Un être humain est une partie du tout, que nous appelons

“Univers”, une partie limitée par l’espace et le temps. Il expérimente lui-même ses pensées et ses sentiments comme quelque chose de séparé du reste —-une sorte d’illusion d’optique de la conscience.

Cette illusion est pour nous une forme de prison, nous limitant à nos désirs personnels et à l’affection pour les quelques personnes vraiment proches de nous. Notre tâche doit être de nous libérer de cette prison en élargissant notre cercle de compassion, pour embrasser dans leur beauté toutes les créatures vivantes et l’ensemble de la nature.

A. Einstein

(Extrait de « Au cœur du vivant » de Jacqueline Bousquet)

 

P 116 et 117 : A nouveau, je réalisai  quel point il est difficile pour un physicien d’abandonner les idées qui ont jusque-là constitué la base de sa pensée et de son travail scientifique.
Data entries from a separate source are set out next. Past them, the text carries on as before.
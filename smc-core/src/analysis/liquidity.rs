//! Liquidity sweep detection on the lower timeframe.

use crate::domain::{max_high, min_low, tail, Candle, Trend};

/// Candles inspected for a sweep.
pub const DEFAULT_SWEEP_WINDOW: usize = 5;

/// Fractional distance from the window extreme that still counts as a touch.
pub const DEFAULT_SWEEP_TOLERANCE: f64 = 0.01;

/// Did the last candles run the recent extreme and reject it?
///
/// Bullish: the previous candle reached within `tolerance` of the window's
/// highest high and the last candle closed below it, or the last candle
/// reached that band itself and closed below its own open. Any other trend
/// checks the mirror condition on the window's lowest low.
pub fn liquidity_sweep(candles: &[Candle], trend: Trend, window: usize, tolerance: f64) -> bool {
    if window < 2 || candles.len() < window {
        return false;
    }
    let recent = tail(candles, window);
    let (prev, last) = match recent {
        [.., prev, last] => (prev, last),
        _ => return false,
    };

    if trend.is_bullish() {
        let Some(extreme) = max_high(recent) else {
            return false;
        };
        let band = extreme * (1.0 - tolerance);
        (prev.high >= band && last.close < extreme) || (last.high >= band && last.close < last.open)
    } else {
        let Some(extreme) = min_low(recent) else {
            return false;
        };
        let band = extreme * (1.0 + tolerance);
        (prev.low <= band && last.close > extreme) || (last.low <= band && last.close > last.open)
    }
}
//! Higher-timeframe trend classification.
//!
//! Two classifiers share the `TrendClassifier` interface:
//! - `WeightedTrend` scores swing structure (0.4), the close/SMA20/SMA50
//!   stack (0.3) and candle bias (0.3) and returns the leading label with its
//!   score as confidence. This is the one the strategy uses.
//! - `CascadeTrend` applies the same ingredients as an ordered rule list and
//!   returns the first rule that decides. It is kept for parity checks.

use serde::{Deserialize, Serialize};

use crate::domain::{max_high, min_low, tail, Candle, Trend, TrendReading};
use crate::indicators::Sma;

use super::swing::{last_pair, swing_highs, swing_lows, TREND_SWING_WINDOW};

const SWING_WEIGHT: f64 = 0.4;
const SWING_RANGE_WEIGHT: f64 = 0.2;
const MA_WEIGHT: f64 = 0.3;
const MA_RANGE_WEIGHT: f64 = 0.15;
const BIAS_WEIGHT: f64 = 0.3;
const BIAS_RANGE_WEIGHT: f64 = 0.15;

/// Tunable inputs shared by both classifiers.
#[derive(Debug, Clone, PartialEq, Serialize, Deserialize)]
#[serde(default)]
pub struct TrendParams {
    /// Number of trailing candles analysed.
    pub lookback: usize,
    /// Half-window for swing detection.
    pub swing_window: usize,
    pub fast_ma: usize,
    pub slow_ma: usize,
    /// Bullish-candle fraction above which the bias reads bullish.
    pub bullish_bias: f64,
    /// Bullish-candle fraction below which the bias reads bearish.
    pub bearish_bias: f64,
    /// Series shorter than this are always `(range, 0.0)`.
    pub min_candles: usize,
    /// Window of the cascade's progression rule.
    pub progression_window: usize,
}

impl Default for TrendParams {
    fn default() -> Self {
        Self {
            lookback: 50,
            swing_window: TREND_SWING_WINDOW,
            fast_ma: 20,
            slow_ma: 50,
            bullish_bias: 0.6,
            bearish_bias: 0.4,
            min_candles: 20,
            progression_window: 10,
        }
    }
}

/// Classifies a candle series into a trend label with a confidence.
pub trait TrendClassifier: Send + Sync {
    /// Human-readable name (e.g., "weighted", "cascade").
    fn name(&self) -> &str;

    fn classify(&self, candles: &[Candle]) -> TrendReading;
}

/// Weighted-scoring classifier.
#[derive(Debug, Clone, Default)]
pub struct WeightedTrend {
    pub params: TrendParams,
}

impl WeightedTrend {
    pub fn new(params: TrendParams) -> Self {
        Self { params }
    }
}

/// Accumulated evidence per label.
#[derive(Debug, Clone, Copy, Default, PartialEq)]
pub struct TrendScores {
    pub bullish: f64,
    pub bearish: f64,
    pub range: f64,
}

impl TrendScores {
    fn add(&mut self, trend: Trend, weight: f64) {
        match trend {
            Trend::Bullish => self.bullish += weight,
            Trend::Bearish => self.bearish += weight,
            Trend::Range => self.range += weight,
        }
    }

    /// Highest-scoring label; ties go to bullish, then bearish.
    pub fn leader(&self) -> TrendReading {
        let mut best = TrendReading::new(Trend::Bullish, self.bullish);
        if self.bearish > best.confidence {
            best = TrendReading::new(Trend::Bearish, self.bearish);
        }
        if self.range > best.confidence {
            best = TrendReading::new(Trend::Range, self.range);
        }
        best
    }
}

impl WeightedTrend {
    /// Per-label scores for the trailing window.
    pub fn scores(&self, candles: &[Candle]) -> TrendScores {
        let p = &self.params;
        let window = tail(candles, p.lookback);
        let mut scores = TrendScores::default();

        match swing_structure(window, p.swing_window) {
            Some(Trend::Range) => scores.add(Trend::Range, SWING_RANGE_WEIGHT),
            Some(trend) => scores.add(trend, SWING_WEIGHT),
            None => {}
        }

        match ma_stack(window, p.fast_ma, p.slow_ma) {
            Trend::Range => scores.add(Trend::Range, MA_RANGE_WEIGHT),
            trend => scores.add(trend, MA_WEIGHT),
        }

        match candle_bias(window, p.bullish_bias, p.bearish_bias) {
            Trend::Range => scores.add(Trend::Range, BIAS_RANGE_WEIGHT),
            trend => scores.add(trend, BIAS_WEIGHT),
        }

        scores
    }
}

impl TrendClassifier for WeightedTrend {
    fn name(&self) -> &str {
        "weighted"
    }

    fn classify(&self, candles: &[Candle]) -> TrendReading {
        if candles.len() < self.params.min_candles {
            return TrendReading::undetermined();
        }
        let reading = self.scores(candles).leader();
        TrendReading::new(reading.trend, reading.confidence.clamp(0.0, 1.0))
    }
}

/// Ordered-rule classifier. Confidence is 1.0 when a rule decides a
/// direction and 0.0 when it falls through to range.
#[derive(Debug, Clone, Default)]
pub struct CascadeTrend {
    pub params: TrendParams,
}

impl CascadeTrend {
    pub fn new(params: TrendParams) -> Self {
        Self { params }
    }

    fn decide(&self, window: &[Candle]) -> Trend {
        let p = &self.params;

        if let Some(trend @ (Trend::Bullish | Trend::Bearish)) =
            swing_structure(window, p.swing_window)
        {
            return trend;
        }

        let stack = ma_stack(window, p.fast_ma, p.slow_ma);
        if stack != Trend::Range {
            return stack;
        }

        let progression = progression(tail(window, p.progression_window));
        if progression != Trend::Range {
            return progression;
        }

        candle_bias(window, p.bullish_bias, p.bearish_bias)
    }
}

impl TrendClassifier for CascadeTrend {
    fn name(&self) -> &str {
        "cascade"
    }

    fn classify(&self, candles: &[Candle]) -> TrendReading {
        if candles.len() < self.params.min_candles {
            return TrendReading::undetermined();
        }
        match self.decide(tail(candles, self.params.lookback)) {
            Trend::Range => TrendReading::new(Trend::Range, 0.0),
            trend => TrendReading::new(trend, 1.0),
        }
    }
}

/// Compare the two most recent swing highs and lows.
///
/// `None` when fewer than two of either kind exist; `Range` when the pairs
/// are neither strictly higher-high/higher-low nor lower-high/lower-low.
pub fn swing_structure(window: &[Candle], swing_window: usize) -> Option<Trend> {
    let (prev_high, last_high) = last_pair(&swing_highs(window, swing_window))?;
    let (prev_low, last_low) = last_pair(&swing_lows(window, swing_window))?;

    let higher_high = last_high.price > prev_high.price;
    let higher_low = last_low.price > prev_low.price;
    let lower_high = last_high.price < prev_high.price;
    let lower_low = last_low.price < prev_low.price;

    Some(if higher_high && higher_low {
        Trend::Bullish
    } else if lower_high && lower_low {
        Trend::Bearish
    } else {
        Trend::Range
    })
}

/// Last close against the fast and slow trailing means.
///
/// A slow mean that cannot be computed (window too short) is NaN, which fails
/// both comparisons and reads as range.
pub fn ma_stack(window: &[Candle], fast: usize, slow: usize) -> Trend {
    let Some(last) = window.last() else {
        return Trend::Range;
    };
    let fast_ma = Sma::new(fast).latest(window);
    let slow_ma = Sma::new(slow).latest(window);

    if last.close > fast_ma && fast_ma > slow_ma {
        Trend::Bullish
    } else if last.close < fast_ma && fast_ma < slow_ma {
        Trend::Bearish
    } else {
        Trend::Range
    }
}

/// Fraction of candles that closed above their open.
pub fn bullish_ratio(window: &[Candle]) -> f64 {
    if window.is_empty() {
        return 0.5;
    }
    window.iter().filter(|c| c.is_bullish()).count() as f64 / window.len() as f64
}

pub fn candle_bias(window: &[Candle], bullish_above: f64, bearish_below: f64) -> Trend {
    let ratio = bullish_ratio(window);
    if ratio > bullish_above {
        Trend::Bullish
    } else if ratio < bearish_below {
        Trend::Bearish
    } else {
        Trend::Range
    }
}

/// Latest candle against the rest of a short window.
fn progression(window: &[Candle]) -> Trend {
    let Some((last, prior)) = window.split_last() else {
        return Trend::Range;
    };
    let (Some(prior_high), Some(prior_low)) = (max_high(prior), min_low(prior)) else {
        return Trend::Range;
    };

    if last.high > prior_high && last.low > prior_low {
        Trend::Bullish
    } else if last.high < prior_high && last.low < prior_low {
        Trend::Bearish
    } else {
        Trend::Range
    }
}
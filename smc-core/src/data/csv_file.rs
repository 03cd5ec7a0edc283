//! Offline provider reading candle series from CSV files.
//!
//! Layout: `<dir>/<SYMBOL>_<timeframe>.csv` with a
//! `time,open,high,low,close,volume` header and epoch-millisecond times,
//! oldest row first. The exchange field of a request is ignored.

use std::path::{Path, PathBuf};

use chrono::DateTime;
use serde::Deserialize;

use super::provider::{normalize_symbol, retain_sane, CandleProvider, DataError, FetchRequest};
use crate::domain::Candle;

#[derive(Debug, Deserialize)]
struct CsvRow {
    time: i64,
    open: f64,
    high: f64,
    low: f64,
    close: f64,
    volume: f64,
}

#[derive(Debug, Clone)]
pub struct CsvProvider {
    dir: PathBuf,
}

impl CsvProvider {
    pub fn new(dir: impl Into<PathBuf>) -> Self {
        Self { dir: dir.into() }
    }

    pub fn path_for(&self, symbol: &str, timeframe: &str) -> PathBuf {
        self.dir.join(format!("{}_{timeframe}.csv", normalize_symbol(symbol)))
    }
}

impl CandleProvider for CsvProvider {
    fn name(&self) -> &str {
        "csv"
    }

    fn fetch(&self, request: &FetchRequest) -> Result<Vec<Candle>, DataError> {
        let path = self.path_for(&request.symbol, &request.timeframe);
        if !path.exists() {
            return Err(DataError::SymbolNotFound {
                symbol: request.symbol.clone(),
            });
        }
        let mut candles = read_candles(&path)?;
        retain_sane(&mut candles, &request.symbol);
        let skip = candles.len().saturating_sub(request.limit);
        candles.drain(..skip);
        Ok(candles)
    }
}

/// Read every row of a candle CSV file.
pub fn read_candles(path: &Path) -> Result<Vec<Candle>, DataError> {
    let mut reader = ::csv::Reader::from_path(path)
        .map_err(|e| DataError::Csv(format!("open {}: {e}", path.display())))?;

    reader
        .deserialize::<CsvRow>()
        .enumerate()
        .map(|(line, row)| -> Result<Candle, DataError> {
            let row = row.map_err(|e| {
                DataError::Csv(format!("{} row {}: {e}", path.display(), line + 1))
            })?;
            let time = DateTime::from_timestamp_millis(row.time).ok_or_else(|| {
                DataError::ResponseFormatChanged(format!("invalid timestamp: {}", row.time))
            })?;
            Ok(Candle {
                time,
                open: row.open,
                high: row.high,
                low: row.low,
                close: row.close,
                volume: row.volume,
            })
        })
        .collect()
}
//! Domain types for the SMC signal engine

pub mod candle;
pub mod session;
pub mod signal;
pub mod zone;

pub use candle::{max_high, min_low, tail, Candle};
pub use session::Session;
pub use signal::{risk_reward, EntryRange, Grade, Side, Signal, Trend, TrendReading};
pub use zone::{PriceZone, Zone, ZoneOrigin, ZoneSource};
Pour Einstein, l’œuvre de sa vie avait consisté à analyser ce monde objectif des phénomènes physiques qui se déroulent dans le temps et l’espace, indépendamment de nous, selon des lois fixes. Pour lui, les symboles mathématiques de la physique théorique devaient reproduire ce monde objectif et, par conséquent, rendre possible des prédictions concernant son comportement futur. Et maintenant, on venait lui affirmer qu’au niveau des atomes un tel monde objectif, dans l’espace et le temps, n’existait pas ; et que les symboles mathématiques de la physique théorique ne pouvaient reproduire, à ce niveau, que le possible et non le réel.